*Your task*
Return every line from the records below with the string "HttpSink".

*The records*
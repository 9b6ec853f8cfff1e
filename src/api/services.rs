use axum::{
    Json,
    extract::{State, rejection::JsonRejection},
    http::StatusCode,
    response::IntoResponse,
};
use tracing::info;

use super::{
    error::ApiError,
    models::{RegisterTargetRequest, RegisterTargetResponse, TargetsResponse},
    state::AppState,
};

/// Liveness probe (GET /health)
pub async fn health() -> impl IntoResponse {
    (StatusCode::OK, "ok")
}

/// Pending targets (GET /targets)
pub async fn list_targets(State(state): State<AppState>) -> impl IntoResponse {
    let targets = state.scheduler.registry().snapshot();

    Json(TargetsResponse {
        pending: targets.len(),
        targets,
    })
}

/// Register a connection for refresh (POST /targets)
///
/// The target is added before the scheduler is woken, so it is picked up by
/// the next cycle. If a cycle is running the request waits for it to finish
/// before returning 202.
pub async fn register_target(
    State(state): State<AppState>,
    payload: Result<Json<RegisterTargetRequest>, JsonRejection>,
) -> Result<impl IntoResponse, ApiError> {
    let Json(request) = payload.map_err(|e| ApiError::InvalidPayload(e.body_text()))?;

    let connection_name = request.connection_name.trim();
    if connection_name.is_empty() {
        return Err(ApiError::InvalidPayload(
            "connection_name must not be blank".to_string(),
        ));
    }

    let target = state.scheduler.register_target(connection_name).await?;
    let pending = state.scheduler.pending_count();
    info!(target_name = %target, pending, "Registration accepted");

    Ok((
        StatusCode::ACCEPTED,
        Json(RegisterTargetResponse { target, pending }),
    ))
}

/// Refresh counters (GET /operators/metrics)
pub async fn metrics(State(state): State<AppState>) -> impl IntoResponse {
    Json(state.metrics.snapshot())
}
use std::path::Path;

use async_trait::async_trait;
use bytes::Bytes;
use fjall::{Config, Keyspace, PartitionCreateOptions, PartitionHandle};
use tracing::{debug, info};

use super::{CacheStore, Result};

const SNAPSHOTS_PARTITION: &str = "snapshots";

/// Fjall-backed snapshot cache
///
/// One partition, `snapshots`: connection id (UTF-8) -> serialized snapshot.
#[derive(Clone)]
pub struct FjallCacheStore {
    keyspace: Keyspace,
    snapshots: PartitionHandle,
}

impl FjallCacheStore {
    /// Open or create a store at the given path
    pub fn open<P: AsRef<Path>>(path: P) -> Result<Self> {
        let path = path.as_ref();
        info!("Opening Fjall cache store at: {}", path.display());

        if let Some(parent) = path.parent() {
            std::fs::create_dir_all(parent)?;
        }

        let keyspace = Config::new(path).open()?;
        let snapshots = keyspace.open_partition(SNAPSHOTS_PARTITION, PartitionCreateOptions::default())?;

        Ok(Self { keyspace, snapshots })
    }

    pub fn get(&self, key: &str) -> Result<Option<Bytes>> {
        Ok(self
            .snapshots
            .get(key.as_bytes())?
            .map(|value| Bytes::copy_from_slice(&value)))
    }

    /// Number of cached snapshots
    pub fn len(&self) -> Result<usize> {
        let mut count = 0;
        for item in self.snapshots.iter() {
            item?;
            count += 1;
        }
        Ok(count)
    }

    pub fn is_empty(&self) -> Result<bool> {
        Ok(self.snapshots.is_empty()?)
    }

    /// Persist all pending writes to disk
    pub fn persist(&self) -> Result<()> {
        self.keyspace.persist(fjall::PersistMode::SyncAll)?;
        Ok(())
    }
}

#[async_trait]
impl CacheStore for FjallCacheStore {
    async fn set(&self, key: &str, value: Bytes) -> Result<()> {
        let size = value.len();
        self.snapshots.insert(key.as_bytes(), &value[..])?;
        debug!(key, size, "Snapshot stored");
        Ok(())
    }

    async fn flush(&self) -> Result<()> {
        self.persist()
    }
}
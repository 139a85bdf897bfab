//! Record delivery.
//!
//! The pipeline hands its final records to a [`RecordSink`]. [`HttpSink`] posts them to the
//! configured API; tests and dry runs can plug in their own sink.

mod http;

use std::collections::BTreeMap;

use serde::Serialize;

use crate::error::PipelineResult;
use crate::models::ServiceRecord;

pub use http::HttpSink;

/// What the downstream endpoint answered.
#[derive(Debug, Clone, PartialEq, Serialize)]
pub struct DeliveryResponse {
    pub status: u16,
    pub headers: BTreeMap<String, String>,
    /// Parsed JSON body, or the raw body as a JSON string when it is not JSON.
    pub body: serde_json::Value,
}

/// Destination for the final record sequence.
///
/// One call per run. Implementations report failures as [`crate::PipelineError::Delivery`] and
/// do not retry.
pub trait RecordSink {
    fn deliver(&self, records: &[ServiceRecord]) -> PipelineResult<DeliveryResponse>;
}
//! Tabular loader.
//!
//! Most callers should use [`ingest_from_path`] (from [`unified`]) which:
//!
//! - auto-detects format by file extension (or you can override via [`IngestionOptions`])
//! - loads every column of the input into an in-memory [`crate::types::DataSet`]
//! - optionally reports success/failure/alerts to an [`IngestionObserver`]
//!
//! Format-specific functions are also available under [`csv`] and (with the `excel` feature)
//! `excel`.

pub mod csv;
#[cfg(feature = "excel")]
pub mod excel;
mod header;
pub mod observability;
pub mod unified;

pub use observability::{
    IngestionContext, IngestionObserver, IngestionSeverity, IngestionStats, TracingObserver,
};
pub use unified::{ingest_from_path, ExcelSheetSelection, IngestionFormat, IngestionOptions};
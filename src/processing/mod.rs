//! Cleaning transformations.
//!
//! The processing layer operates on [`crate::types::DataSet`] values produced by the loader.
//! Each function returns a new dataset and leaves its input untouched.
//!
//! - [`normalize_text()`]: lower-case every text cell
//! - [`categorize()`]: append a forward-filled tag column
//! - [`drop_rows_with_null()`] / [`drop_rows_missing_any()`]: anchor-column row filtering
//! - [`Cleaner`]: the fixed sequence of steps the pipeline runs
//!
//! ## Example
//!
//! ```rust
//! use service_pricing_pipeline::config::CleaningConfig;
//! use service_pricing_pipeline::processing::Cleaner;
//! use service_pricing_pipeline::types::{DataSet, Schema, Value};
//!
//! let ds = DataSet::new(
//!     Schema::new(["SERVICE", "PRODUCT INDEX", "SP. 1", "Unnamed: 6"]),
//!     vec![
//!         vec![Value::Utf8("Head".into()), Value::Null, Value::Null, Value::Null],
//!         vec![
//!             Value::Utf8("MRI Brain".into()),
//!             Value::Utf8("HC-SER-0001".into()),
//!             Value::Float64(100.0),
//!             Value::Null,
//!         ],
//!     ],
//! );
//!
//! let cleaner = Cleaner::new(CleaningConfig {
//!     tag_vocabulary: vec!["head".to_string()],
//!     ..Default::default()
//! });
//! let cleaned = cleaner.clean(&ds).unwrap();
//!
//! assert_eq!(cleaned.row_count(), 1);
//! assert_eq!(cleaned.value(0, "SERVICE"), Some(&Value::Utf8("mri brain".into())));
//! assert_eq!(cleaned.value(0, "BODY_PART"), Some(&Value::Utf8("head".into())));
//! ```

pub mod categorize;
pub mod clean;
pub mod filter;
pub mod map;

pub use categorize::categorize;
pub use clean::Cleaner;
pub use filter::{drop_rows_missing_any, drop_rows_with_null};
pub use map::normalize_text;
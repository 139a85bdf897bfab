use std::path::PathBuf;

use tracing::{error, info, warn};

use crate::error::PipelineError;

use super::unified::IngestionFormat;

/// Severity classification used for observer callbacks and alerting thresholds.
#[derive(Debug, Clone, Copy, PartialEq, Eq, PartialOrd, Ord)]
pub enum IngestionSeverity {
    /// Informational event.
    Info,
    /// Warning-level event (non-fatal).
    Warning,
    /// Error-level event (operation failed).
    Error,
    /// Critical error (typically I/O or other infrastructure failures).
    Critical,
}

impl IngestionSeverity {
    /// Severity assigned to a failed load.
    pub fn for_error(e: &PipelineError) -> Self {
        match e {
            PipelineError::Io(_) => Self::Critical,
            PipelineError::Csv(err) => match err.kind() {
                ::csv::ErrorKind::Io(_) => Self::Critical,
                _ => Self::Error,
            },
            #[cfg(feature = "excel")]
            PipelineError::Excel(calamine::Error::Io(_)) => Self::Critical,
            _ => Self::Error,
        }
    }
}

/// Context about a load attempt.
#[derive(Debug, Clone)]
pub struct IngestionContext {
    /// The input path used for ingestion.
    pub path: PathBuf,
    /// Format used for ingestion.
    pub format: IngestionFormat,
}

/// Stats reported on a successful load.
#[derive(Debug, Clone, Copy, PartialEq, Eq)]
pub struct IngestionStats {
    pub rows: usize,
    pub columns: usize,
}

/// Observer interface for load outcomes.
pub trait IngestionObserver: Send + Sync {
    /// Called when ingestion succeeds.
    fn on_success(&self, _ctx: &IngestionContext, _stats: IngestionStats) {}

    /// Called when ingestion fails.
    fn on_failure(&self, _ctx: &IngestionContext, _severity: IngestionSeverity, _error: &PipelineError) {}

    /// Called when an ingestion failure meets an alert threshold.
    ///
    /// Default behavior forwards to [`Self::on_failure`].
    fn on_alert(&self, ctx: &IngestionContext, severity: IngestionSeverity, error: &PipelineError) {
        self.on_failure(ctx, severity, error)
    }
}

/// Reports load events through `tracing`.
#[derive(Debug, Default)]
pub struct TracingObserver;

impl IngestionObserver for TracingObserver {
    fn on_success(&self, ctx: &IngestionContext, stats: IngestionStats) {
        info!(
            format = ?ctx.format,
            path = %ctx.path.display(),
            rows = stats.rows,
            columns = stats.columns,
            "loaded input table"
        );
    }

    fn on_failure(&self, ctx: &IngestionContext, severity: IngestionSeverity, error: &PipelineError) {
        warn!(
            ?severity,
            format = ?ctx.format,
            path = %ctx.path.display(),
            %error,
            "failed to load input table"
        );
    }

    fn on_alert(&self, ctx: &IngestionContext, severity: IngestionSeverity, error: &PipelineError) {
        error!(
            ?severity,
            format = ?ctx.format,
            path = %ctx.path.display(),
            %error,
            "input table unavailable"
        );
    }
}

*Result for this exercise*
//! The pipeline hands its final records to a [`RecordSink`]. [`HttpSink`] posts them to the
pub use http::HttpSink;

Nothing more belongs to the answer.